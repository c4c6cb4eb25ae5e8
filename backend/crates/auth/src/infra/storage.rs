//! Storage Adapter Contract
//!
//! The account store as the storage engine sees it: one insert, one
//! uniqueness constraint on email, and engine-level errors.

use thiserror::Error;

use crate::domain::account::AccountIdentity;
use crate::error::BoxError;

/// Insert input for a new account row
#[derive(Clone, PartialEq, Eq)]
pub struct CreateAccountFilter {
    pub username: String,
    pub email: String,
    /// Never the plaintext
    pub hashed_password: String,
}

impl std::fmt::Debug for CreateAccountFilter {
    fn fmt(&self, f: &mut std::fmt::Formatter<'_>) -> std::fmt::Result {
        f.debug_struct("CreateAccountFilter")
            .field("username", &self.username)
            .field("email", &self.email)
            .field("hashed_password", &"[REDACTED]")
            .finish()
    }
}

/// Storage-layer failures
#[derive(Debug, Error)]
pub enum StorageError {
    /// Uniqueness constraint on email rejected the insert
    #[error("email already exists")]
    AlreadyExists,

    /// Connectivity, schema or row-mapping failure
    #[error("failed to insert new account: {0}")]
    Failure(#[source] BoxError),
}

/// Storage adapter trait
#[trait_variant::make(AccountStorage: Send)]
pub trait LocalAccountStorage {
    /// Insert one account row and return it with its store-assigned id and role
    ///
    /// Atomic: on any error no row has been written.
    async fn create_account(
        &self,
        filter: CreateAccountFilter,
    ) -> Result<AccountIdentity, StorageError>;
}
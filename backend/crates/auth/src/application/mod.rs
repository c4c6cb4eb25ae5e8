//! Application Layer
//!
//! Use cases and application services.

pub mod config;
pub mod sign_up;
pub mod tokens;

// Re-exports
pub use config::AuthConfig;
pub use sign_up::{SignUpError, SignUpService, SignUpUseCase};
pub use tokens::{
    AccessClaims, RefreshClaims, TokenError, TokenIssuer, TokenKind, TokenPair, generate_tokens,
};
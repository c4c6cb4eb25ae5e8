//! API DTOs (Data Transfer Objects)

use serde::{Deserialize, Serialize};

use crate::domain::account::AccountId;

// ============================================================================
// Sign Up
// ============================================================================

/// Sign up request
#[derive(Clone, Deserialize)]
pub struct SignUpRequest {
    pub username: String,
    pub email: String,
    pub password: String,
}

impl std::fmt::Debug for SignUpRequest {
    fn fmt(&self, f: &mut std::fmt::Formatter<'_>) -> std::fmt::Result {
        f.debug_struct("SignUpRequest")
            .field("username", &self.username)
            .field("email", &self.email)
            .field("password", &"[REDACTED]")
            .finish()
    }
}

/// Sign up response; the refresh token travels in a cookie instead
#[derive(Debug, Clone, Serialize)]
pub struct SignUpResponse {
    pub access_token: String,
}

// ============================================================================
// Current Account (for authenticated callers)
// ============================================================================

/// Identity carried by the presented access token
#[derive(Debug, Clone, Serialize)]
pub struct MeResponse {
    pub user_id: AccountId,
    pub email: String,
    #[serde(skip_serializing_if = "String::is_empty")]
    pub role: String,
}
//! Domain Layer
//!
//! Account types, input validation, and repository traits.

pub mod account;
pub mod repository;
pub mod validation;

// Re-exports
pub use account::{AccountId, AccountIdentity, SignUpOptions};
pub use repository::{AccountStore, AccountStoreError};
//! Error conversions
//!
//! Storage-engine error classification and HTTP rendering for
//! [`AppError`](super::app_error::AppError).

// ============================================================================
// SQLx classification (feature-gated)
// ============================================================================

/// PostgreSQL SQLSTATE for `unique_violation` (Class 23, Integrity Constraint Violation)
pub const PG_UNIQUE_VIOLATION: &str = "23505";

/// True when the error is a uniqueness-constraint violation
#[cfg(feature = "sqlx")]
pub fn is_unique_violation(err: &sqlx::Error) -> bool {
    match err {
        sqlx::Error::Database(db_err) => db_err
            .code()
            .is_some_and(|code| code == PG_UNIQUE_VIOLATION),
        _ => false,
    }
}

// ============================================================================
// Axum conversions (feature-gated)
// ============================================================================

#[cfg(feature = "axum")]
impl axum::response::IntoResponse for super::app_error::AppError {
    fn into_response(self) -> axum::response::Response {
        use axum::Json;
        use axum::http::StatusCode;

        let status =
            StatusCode::from_u16(self.status_code()).unwrap_or(StatusCode::INTERNAL_SERVER_ERROR);

        (status, Json(self.to_body())).into_response()
    }
}
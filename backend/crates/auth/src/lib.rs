//! Auth (Authentication) Backend Module
//!
//! Clean Architecture structure:
//! - `domain/` - Account types, input validation, store trait
//! - `application/` - Sign-up use case, token issuer, configuration
//! - `infra/` - Storage adapters and the store wrapper over them
//! - `presentation/` - HTTP handlers, DTOs, router, middleware
//!
//! ## Features
//! - Account sign-up with username, email and password
//! - Access/refresh JWT pair issued on sign-up (refresh token in a cookie)
//! - Bearer access-token middleware for protected routes
//!
//! ## Security Model
//! - Passwords hashed with bcrypt (cost 12) off the async runtime
//! - Email uniqueness enforced by the storage engine, not by a pre-check
//! - Server-side failure details are logged, never returned to clients

pub mod application;
pub mod domain;
pub mod error;
pub mod infra;
pub mod presentation;

// Re-exports for convenience
pub use application::config::AuthConfig;
pub use application::sign_up::{SignUpError, SignUpService, SignUpUseCase};
pub use application::tokens::{AccessClaims, TokenIssuer, generate_tokens};
pub use error::{AuthError, AuthResult};
pub use infra::{InMemoryAccountStorage, PgAccountStorage, StorageAccountStore};
pub use presentation::router::{auth_router, auth_router_generic};

// Re-export kernel error types for unified error handling
pub use kernel::error::{app_error::AppError, kind::ErrorKind};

==================================================

**Work to be completed:** Exactly as they stand, restate all the lines of the listing.

**Answer to this problem:**
repository c4c6cb4eb25ae5e8
filename backend/crates/auth/src/infra/storage.rs
//! Storage Adapter Contract
//!
//! The account store as the storage engine sees it: one insert, one
//! uniqueness constraint on email, and engine-level errors.

use thiserror::Error;

use crate::domain::account::AccountIdentity;
use crate::error::BoxError;

/// Insert input for a new account row
#[derive(Clone, PartialEq, Eq)]
pub struct CreateAccountFilter {
    pub username: String,
    pub email: String,
    /// Never the plaintext
    pub hashed_password: String,
}

impl std::fmt::Debug for CreateAccountFilter {
    fn fmt(&self, f: &mut std::fmt::Formatter<'_>) -> std::fmt::Result {
        f.debug_struct("CreateAccountFilter")
            .field("username", &self.username)
            .field("email", &self.email)
            .field("hashed_password", &"[REDACTED]")
            .finish()
    }
}

/// Storage-layer failures
#[derive(Debug, Error)]
pub enum StorageError {
    /// Uniqueness constraint on email rejected the insert
    #[error("email already exists")]
    AlreadyExists,

    /// Connectivity, schema or row-mapping failure
    #[error("failed to insert new account: {0}")]
    Failure(#[source] BoxError),
}

/// Storage adapter trait
#[trait_variant::make(AccountStorage: Send)]
pub trait LocalAccountStorage {
    /// Insert one account row and return it with its store-assigned id and role
    ///
    /// Atomic: on any error no row has been written.
    async fn create_account(
        &self,
        filter: CreateAccountFilter,
    ) -> Result<AccountIdentity, StorageError>;
}
filename backend/crates/auth/src/application/mod.rs
repository c4c6cb4eb25ae5e8
//! Application Layer
//!
//! Use cases and application services.

pub mod config;
pub mod sign_up;
pub mod tokens;

// Re-exports
pub use config::AuthConfig;
pub use sign_up::{SignUpError, SignUpService, SignUpUseCase};
pub use tokens::{
    AccessClaims, RefreshClaims, TokenError, TokenIssuer, TokenKind, TokenPair, generate_tokens,
};
repository c4c6cb4eb25ae5e8
//! API DTOs (Data Transfer Objects)

use serde::{Deserialize, Serialize};

use crate::domain::account::AccountId;

// ============================================================================
// Sign Up
// ============================================================================

/// Sign up request
#[derive(Clone, Deserialize)]
pub struct SignUpRequest {
    pub username: String,
    pub email: String,
    pub password: String,
}

impl std::fmt::Debug for SignUpRequest {
    fn fmt(&self, f: &mut std::fmt::Formatter<'_>) -> std::fmt::Result {
        f.debug_struct("SignUpRequest")
            .field("username", &self.username)
            .field("email", &self.email)
            .field("password", &"[REDACTED]")
            .finish()
    }
}

/// Sign up response; the refresh token travels in a cookie instead
#[derive(Debug, Clone, Serialize)]
pub struct SignUpResponse {
    pub access_token: String,
}

// ============================================================================
// Current Account (for authenticated callers)
// ============================================================================

/// Identity carried by the presented access token
#[derive(Debug, Clone, Serialize)]
pub struct MeResponse {
    pub user_id: AccountId,
    pub email: String,
    #[serde(skip_serializing_if = "String::is_empty")]
    pub role: String,
}
//! Domain Layer
//!
//! Account types, input validation, and repository traits.

pub mod account;
pub mod repository;
pub mod validation;

// Re-exports
pub use account::{AccountId, AccountIdentity, SignUpOptions};
pub use repository::{AccountStore, AccountStoreError};
//! Error conversions
//!
//! Storage-engine error classification and HTTP rendering for
//! [`AppError`](super::app_error::AppError).

// ============================================================================
// SQLx classification (feature-gated)
// ============================================================================

/// PostgreSQL SQLSTATE for `unique_violation` (Class 23, Integrity Constraint Violation)
pub const PG_UNIQUE_VIOLATION: &str = "23505";

/// True when the error is a uniqueness-constraint violation
#[cfg(feature = "sqlx")]
pub fn is_unique_violation(err: &sqlx::Error) -> bool {
    match err {
        sqlx::Error::Database(db_err) => db_err
            .code()
            .is_some_and(|code| code == PG_UNIQUE_VIOLATION),
        _ => false,
    }
}

// ============================================================================
// Axum conversions (feature-gated)
// ============================================================================

#[cfg(feature = "axum")]
impl axum::response::IntoResponse for super::app_error::AppError {
    fn into_response(self) -> axum::response::Response {
        use axum::Json;
        use axum::http::StatusCode;

        let status =
            StatusCode::from_u16(self.status_code()).unwrap_or(StatusCode::INTERNAL_SERVER_ERROR);

        (status, Json(self.to_body())).into_response()
    }
}
filename backend/crates/auth/src/lib.rs
//! Auth (Authentication) Backend Module
//!
//! Clean Architecture structure:
//! - `domain/` - Account types, input validation, store trait
//! - `application/` - Sign-up use case, token issuer, configuration
//! - `infra/` - Storage adapters and the store wrapper over them
//! - `presentation/` - HTTP handlers, DTOs, router, middleware
//!
//! ## Features
//! - Account sign-up with username, email and password
//! - Access/refresh JWT pair issued on sign-up (refresh token in a cookie)
//! - Bearer access-token middleware for protected routes
//!
//! ## Security Model
//! - Passwords hashed with bcrypt (cost 12) off the async runtime
//! - Email uniqueness enforced by the storage engine, not by a pre-check
//! - Server-side failure details are logged, never returned to clients

pub mod application;
pub mod domain;
pub mod error;
pub mod infra;
pub mod presentation;

// Re-exports for convenience
pub use application::config::AuthConfig;
pub use application::sign_up::{SignUpError, SignUpService, SignUpUseCase};
pub use application::tokens::{AccessClaims, TokenIssuer, generate_tokens};
pub use error::{AuthError, AuthResult};
pub use infra::{InMemoryAccountStorage, PgAccountStorage, StorageAccountStore};
pub use presentation::router::{auth_router, auth_router_generic};

// Re-export kernel error types for unified error handling
pub use kernel::error::{app_error::AppError, kind::ErrorKind};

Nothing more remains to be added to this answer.